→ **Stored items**
----------
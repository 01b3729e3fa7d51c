//! Cache Store Module
//!
//! Main cache engine combining HashMap storage with LRU tracking, TTL
//! expiration and optional byte-size accounting.

use std::collections::HashMap;
use std::sync::Arc;
use std::time::Duration;

use tracing::{debug, warn};

use crate::cache::{CacheEntry, CacheStats, LruTracker, MAX_KEY_LENGTH};
use crate::config::CacheConfig;
use crate::error::{CacheError, Result};

/// Size calculation function applied to every stored value.
pub type Weigher<T> = Arc<dyn Fn(&T) -> usize + Send + Sync>;

// == Cache Store ==
/// Cache storage with LRU eviction, TTL expiration and optional byte
/// bounds.
///
/// The byte bound is only enforced when the store is built with a
/// weigher; without one, only the entry count bound applies.
pub struct CacheStore<T> {
    /// Key-value storage
    entries: HashMap<String, CacheEntry<T>>,
    /// LRU access tracker
    lru: LruTracker,
    /// Performance statistics
    stats: CacheStats,
    /// Maximum number of entries allowed
    max_entries: usize,
    /// Cumulative byte bound, None = unbounded by size
    max_bytes: Option<usize>,
    /// Cumulative weighed size of resident entries
    total_bytes: usize,
    /// TTL applied to entries set without one, None = no expiry
    default_ttl: Option<Duration>,
    /// Size calculation for stored values
    weigher: Option<Weigher<T>>,
}

impl<T: Clone> CacheStore<T> {
    // == Constructors ==
    /// Creates a new CacheStore from the given configuration.
    ///
    /// The configured byte bound is ignored until a weigher is supplied,
    /// see [`with_weigher`](Self::with_weigher).
    pub fn new(config: &CacheConfig) -> Self {
        Self {
            entries: HashMap::new(),
            lru: LruTracker::new(),
            stats: CacheStats::new(config.max_entries, config.max_bytes),
            max_entries: config.max_entries,
            max_bytes: config.max_bytes,
            total_bytes: 0,
            default_ttl: config.default_ttl,
            weigher: None,
        }
    }

    /// Creates a store that weighs every value with `weigher` and
    /// enforces the configured byte bound against the cumulative weight.
    pub fn with_weigher(
        config: &CacheConfig,
        weigher: impl Fn(&T) -> usize + Send + Sync + 'static,
    ) -> Self {
        let mut store = Self::new(config);
        store.weigher = Some(Arc::new(weigher));
        store
    }

    // == Set ==
    /// Stores a key-value pair with optional TTL.
    ///
    /// If the key already exists, the value is overwritten and TTL is
    /// reset. Least-recently-used entries (never the new one) are evicted
    /// until both the count bound and the byte bound are satisfied, even
    /// if one large insert evicts several entries.
    ///
    /// TTL contract: `None` applies the store's default TTL; a store
    /// default of `None` means the entry never expires. An explicit zero
    /// `Duration` produces an entry that is already expired.
    ///
    /// An entry whose own weighed size exceeds the byte bound is rejected
    /// and the cache left unchanged.
    ///
    /// # Arguments
    /// * `key` - The key to store
    /// * `value` - The value to store
    /// * `ttl` - Optional TTL (uses the store default if None)
    pub fn set(&mut self, key: String, value: T, ttl: Option<Duration>) -> Result<()> {
        if key.is_empty() {
            return Err(CacheError::InvalidKey("key cannot be empty".to_string()));
        }
        if key.len() > MAX_KEY_LENGTH {
            return Err(CacheError::InvalidKey(format!(
                "key exceeds maximum length of {} bytes",
                MAX_KEY_LENGTH
            )));
        }

        let size = self.weigher.as_ref().map(|weigh| weigh(&value));

        // A value that cannot fit even into an empty cache is rejected
        // rather than evicting everything else for nothing.
        if let (Some(max_bytes), Some(size)) = (self.max_bytes, size) {
            if size > max_bytes {
                warn!(key = %key, size, max_bytes, "rejecting entry larger than byte bound");
                self.stats.record_rejection();
                return Err(CacheError::EntryTooLarge(key));
            }
        }

        // Reclaim expired entries before enforcing bounds against live data.
        self.cleanup_expired();

        // Overwrite: drop the old entry first so the bounds see the final state.
        if let Some(old) = self.entries.remove(&key) {
            self.lru.remove(&key);
            self.total_bytes = self.total_bytes.saturating_sub(old.size.unwrap_or(0));
        }

        // Count bound
        while self.entries.len() >= self.max_entries {
            if !self.evict_lru() {
                return Err(CacheError::CacheFull(
                    "cache is full and eviction failed".to_string(),
                ));
            }
        }

        // Byte bound: evict until the new entry fits
        if let (Some(max_bytes), Some(size)) = (self.max_bytes, size) {
            while self.total_bytes.saturating_add(size) > max_bytes {
                if !self.evict_lru() {
                    break;
                }
            }
        }

        let entry = CacheEntry::new(value, ttl.or(self.default_ttl), size);
        self.total_bytes = self.total_bytes.saturating_add(size.unwrap_or(0));
        self.entries.insert(key.clone(), entry);
        self.lru.touch(&key);
        self.sync_gauges();

        Ok(())
    }

    // == Get ==
    /// Retrieves a value by key, updating its recency.
    ///
    /// Expired entries are removed as a side effect and reported as
    /// [`CacheError::Expired`]; both outcomes count as a miss.
    pub fn get(&mut self, key: &str) -> Result<T> {
        if let Some(entry) = self.entries.get(key) {
            if entry.is_expired() {
                let size = entry.size.unwrap_or(0);
                self.entries.remove(key);
                self.lru.remove(key);
                self.total_bytes = self.total_bytes.saturating_sub(size);
                self.stats.record_expiration();
                self.stats.record_miss();
                self.sync_gauges();
                debug!(key, "entry expired on read");
                return Err(CacheError::Expired(key.to_string()));
            }

            let value = entry.value.clone();
            self.stats.record_hit();
            self.lru.touch(key);
            Ok(value)
        } else {
            self.stats.record_miss();
            Err(CacheError::NotFound(key.to_string()))
        }
    }

    // == Has ==
    /// Existence check with peek semantics: recency, statistics and the
    /// entry itself are left untouched; an expired entry reads as absent.
    pub fn has(&self, key: &str) -> bool {
        self.entries
            .get(key)
            .is_some_and(|entry| !entry.is_expired())
    }

    // == Delete ==
    /// Removes an entry by key. Returns whether it was present.
    pub fn delete(&mut self, key: &str) -> bool {
        if let Some(entry) = self.entries.remove(key) {
            self.lru.remove(key);
            self.total_bytes = self.total_bytes.saturating_sub(entry.size.unwrap_or(0));
            self.sync_gauges();
            true
        } else {
            false
        }
    }

    // == Keys ==
    /// Snapshot of currently resident, non-expired keys.
    ///
    /// Used for pattern-based bulk invalidation; the snapshot is not
    /// invalidated by later mutations.
    pub fn keys(&self) -> Vec<String> {
        self.entries
            .iter()
            .filter(|(_, entry)| !entry.is_expired())
            .map(|(key, _)| key.clone())
            .collect()
    }

    // == Stats ==
    /// Returns current cache statistics.
    pub fn stats(&self) -> CacheStats {
        let mut stats = self.stats.clone();
        stats.set_totals(self.entries.len(), self.total_bytes);
        stats
    }

    // == Cleanup Expired ==
    /// Removes all expired entries from the cache.
    ///
    /// Returns the number of entries removed.
    pub fn cleanup_expired(&mut self) -> usize {
        let expired_keys: Vec<String> = self
            .entries
            .iter()
            .filter(|(_, entry)| entry.is_expired())
            .map(|(key, _)| key.clone())
            .collect();

        let count = expired_keys.len();

        for key in expired_keys {
            if let Some(entry) = self.entries.remove(&key) {
                self.lru.remove(&key);
                self.total_bytes = self.total_bytes.saturating_sub(entry.size.unwrap_or(0));
                self.stats.record_expiration();
            }
        }

        self.sync_gauges();
        count
    }

    // == Length ==
    /// Returns the current number of entries in the cache.
    pub fn len(&self) -> usize {
        self.entries.len()
    }

    // == Is Empty ==
    /// Returns true if the cache is empty.
    pub fn is_empty(&self) -> bool {
        self.entries.is_empty()
    }

    // == Evict LRU ==
    /// Evicts the least recently used entry. Returns false when there is
    /// nothing left to evict.
    fn evict_lru(&mut self) -> bool {
        let Some(victim) = self.lru.evict_oldest() else {
            return false;
        };
        if let Some(entry) = self.entries.remove(&victim) {
            self.total_bytes = self.total_bytes.saturating_sub(entry.size.unwrap_or(0));
        }
        self.stats.record_eviction();
        debug!(key = %victim, "evicted least recently used entry");
        true
    }

    fn sync_gauges(&mut self) {
        self.stats.set_totals(self.entries.len(), self.total_bytes);
    }
}

impl<T> std::fmt::Debug for CacheStore<T> {
    fn fmt(&self, f: &mut std::fmt::Formatter<'_>) -> std::fmt::Result {
        f.debug_struct("CacheStore")
            .field("entries", &self.entries.len())
            .field("max_entries", &self.max_entries)
            .field("max_bytes", &self.max_bytes)
            .field("total_bytes", &self.total_bytes)
            .finish_non_exhaustive()
    }
}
----------
→ **What to do**
Above are some records; copy exactly the lines from the one with "LRU tracking, TTL" through the one with "let mut store = Self::new(config);", both included, and no others.

→ **Answer box**
//! Main cache engine combining HashMap storage with LRU tracking, TTL
//! expiration and optional byte-size accounting.

use std::collections::HashMap;
use std::sync::Arc;
use std::time::Duration;

use tracing::{debug, warn};

use crate::cache::{CacheEntry, CacheStats, LruTracker, MAX_KEY_LENGTH};
use crate::config::CacheConfig;
use crate::error::{CacheError, Result};

/// Size calculation function applied to every stored value.
pub type Weigher<T> = Arc<dyn Fn(&T) -> usize + Send + Sync>;

// == Cache Store ==
/// Cache storage with LRU eviction, TTL expiration and optional byte
/// bounds.
///
/// The byte bound is only enforced when the store is built with a
/// weigher; without one, only the entry count bound applies.
pub struct CacheStore<T> {
    /// Key-value storage
    entries: HashMap<String, CacheEntry<T>>,
    /// LRU access tracker
    lru: LruTracker,
    /// Performance statistics
    stats: CacheStats,
    /// Maximum number of entries allowed
    max_entries: usize,
    /// Cumulative byte bound, None = unbounded by size
    max_bytes: Option<usize>,
    /// Cumulative weighed size of resident entries
    total_bytes: usize,
    /// TTL applied to entries set without one, None = no expiry
    default_ttl: Option<Duration>,
    /// Size calculation for stored values
    weigher: Option<Weigher<T>>,
}

impl<T: Clone> CacheStore<T> {
    // == Constructors ==
    /// Creates a new CacheStore from the given configuration.
    ///
    /// The configured byte bound is ignored until a weigher is supplied,
    /// see [`with_weigher`](Self::with_weigher).
    pub fn new(config: &CacheConfig) -> Self {
        Self {
            entries: HashMap::new(),
            lru: LruTracker::new(),
            stats: CacheStats::new(config.max_entries, config.max_bytes),
            max_entries: config.max_entries,
            max_bytes: config.max_bytes,
            total_bytes: 0,
            default_ttl: config.default_ttl,
            weigher: None,
        }
    }

    /// Creates a store that weighs every value with `weigher` and
    /// enforces the configured byte bound against the cumulative weight.
    pub fn with_weigher(
        config: &CacheConfig,
        weigher: impl Fn(&T) -> usize + Send + Sync + 'static,
    ) -> Self {
        let mut store = Self::new(config);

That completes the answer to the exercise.